The survival analysis indicated that mortality was more frequent in patients who developed AKI during hospitalization, and mortality was attributed to persistent AKI because it was a risk factor for mortality. The concept that time should also be considered in the description of AKI and not only severity, was demonstrated in a study reporting that duration of AKI following surgery was independently associated with hospital mortality after adjusting for severity of illness [25]. Transient AKI may reflect a temporary reduction in renal function without structural damage, whereas persistent AKI would reflect structural tubular damage [26]. Based on these observations, persistent AKI has become a relevant endpoint in subsequent studies, and it has consistently been associated with mortality [27].
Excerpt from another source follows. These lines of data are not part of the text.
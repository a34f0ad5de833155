use std::fmt;

/// Named scalar metric produced by a performance evaluator, such as
/// `"accuracy"` or `"log_loss"`.
#[derive(Debug, Clone, PartialEq)]
pub struct Measurement {
    pub name: &'static str,
    pub value: f64,
}

impl Measurement {
    #[inline]
    pub fn new(name: &'static str, value: f64) -> Self {
        Self { name, value }
    }
}

impl fmt::Display for Measurement {
    fn fmt(&self, f: &mut fmt::Formatter<'_>) -> fmt::Result {
        write!(f, "{}={:.6}", self.name, self.value)
    }
}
The use of biomarkers has some limitations, as it should be considered that their value for prediction of AKI is limited to patients who are critically ill. When used in patients who are low risk, the false positive rate may increase. When used before an injurious exposure has occurred, the test will not forecast AKI. Similarly, the test might not remain positive for a long time after injury [28]. If positive results are obtained, the test should be interpreted along with other clinical factors and nephrology consultation should be considered. When used properly, biomarker-guided interventions are useful in AKI prevention. This was demonstrated in a clinical trial including high risk patients, defined as urinary [TIMP-2]•[IGFBP7] > 0.3 undergoing cardiac surgery. In that study, implementation of the KDIGO guidelines, consisting of optimization of volume status and hemodynamics, avoidance of nephrotoxic drugs, and preventing hyperglycemia, resulted in an absolute risk reduction of 16.6% in the incidence of AKI compared with the standard care [29].
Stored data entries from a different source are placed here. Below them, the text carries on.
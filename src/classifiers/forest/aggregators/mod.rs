mod aggregator;
mod max_aggregator;
mod mean_aggregator;

pub use aggregator::Aggregator;
pub use max_aggregator::MaxAggregator;
pub use mean_aggregator::MeanAggregator;

use crate::config::AggregatorChoice;

impl From<AggregatorChoice> for Box<dyn Aggregator> {
    fn from(choice: AggregatorChoice) -> Self {
        match choice {
            AggregatorChoice::Mean => Box::new(MeanAggregator),
            AggregatorChoice::Max => Box::new(MaxAggregator),
        }
    }
}
use crate::classifiers::HoeffdingTree;
use std::fmt;

/// Structural counters of one tree.
#[derive(Debug, Clone, PartialEq, Eq)]
pub struct TreeStats {
    pub node_count: usize,
    pub leaf_count: usize,
    pub depth: usize,
    pub split_count: u64,
    pub drift_reset_count: u64,
    pub samples_seen: u64,
    pub features: Vec<usize>,
}

impl From<&HoeffdingTree> for TreeStats {
    fn from(tree: &HoeffdingTree) -> Self {
        Self {
            node_count: tree.node_count(),
            leaf_count: tree.leaf_count(),
            depth: tree.depth(),
            split_count: tree.split_count(),
            drift_reset_count: tree.drift_reset_count(),
            samples_seen: tree.samples_seen(),
            features: tree.features().to_vec(),
        }
    }
}

/// Point-in-time view of a forest, taken under its read lock.
#[derive(Debug, Clone, PartialEq, Eq)]
pub struct ForestStats {
    pub samples_seen: u64,
    pub trees: Vec<TreeStats>,
}

impl ForestStats {
    pub fn total_nodes(&self) -> usize {
        self.trees.iter().map(|t| t.node_count).sum()
    }

    pub fn max_depth(&self) -> usize {
        self.trees.iter().map(|t| t.depth).max().unwrap_or(0)
    }

    pub fn total_splits(&self) -> u64 {
        self.trees.iter().map(|t| t.split_count).sum()
    }

    pub fn total_drift_resets(&self) -> u64 {
        self.trees.iter().map(|t| t.drift_reset_count).sum()
    }
}

impl fmt::Display for ForestStats {
    fn fmt(&self, f: &mut fmt::Formatter<'_>) -> fmt::Result {
        write!(
            f,
            "samples={} trees={} nodes={} max_depth={} splits={} drift_resets={}",
            self.samples_seen,
            self.trees.len(),
            self.total_nodes(),
            self.max_depth(),
            self.total_splits(),
            self.total_drift_resets()
        )
    }
}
An important limitation of our study was the small sample size. Another study limitation was that patients with incomplete clinical files or those who were transferred to other hospitals due to local saturation were not included in the study, and this may represent a selection bias. Considering that standardized definitions of AKI are based on sCr and urine output [30], then inaccessibility to nursing records restricted to COVID-19 areas represents an important study limitation because urine output was not used for diagnosis of AKI, and sCr was not adjusted for fluid-balance. The lack of pre-hospital baseline sCr measurements was also a study limitation because baseline sCr values were an estimation. One additional study limitation was that our study was conducted at a national referral center for respiratory diseases receiving disproportionately more patients with severe COVID-19, and this represents a potential source of referral bias.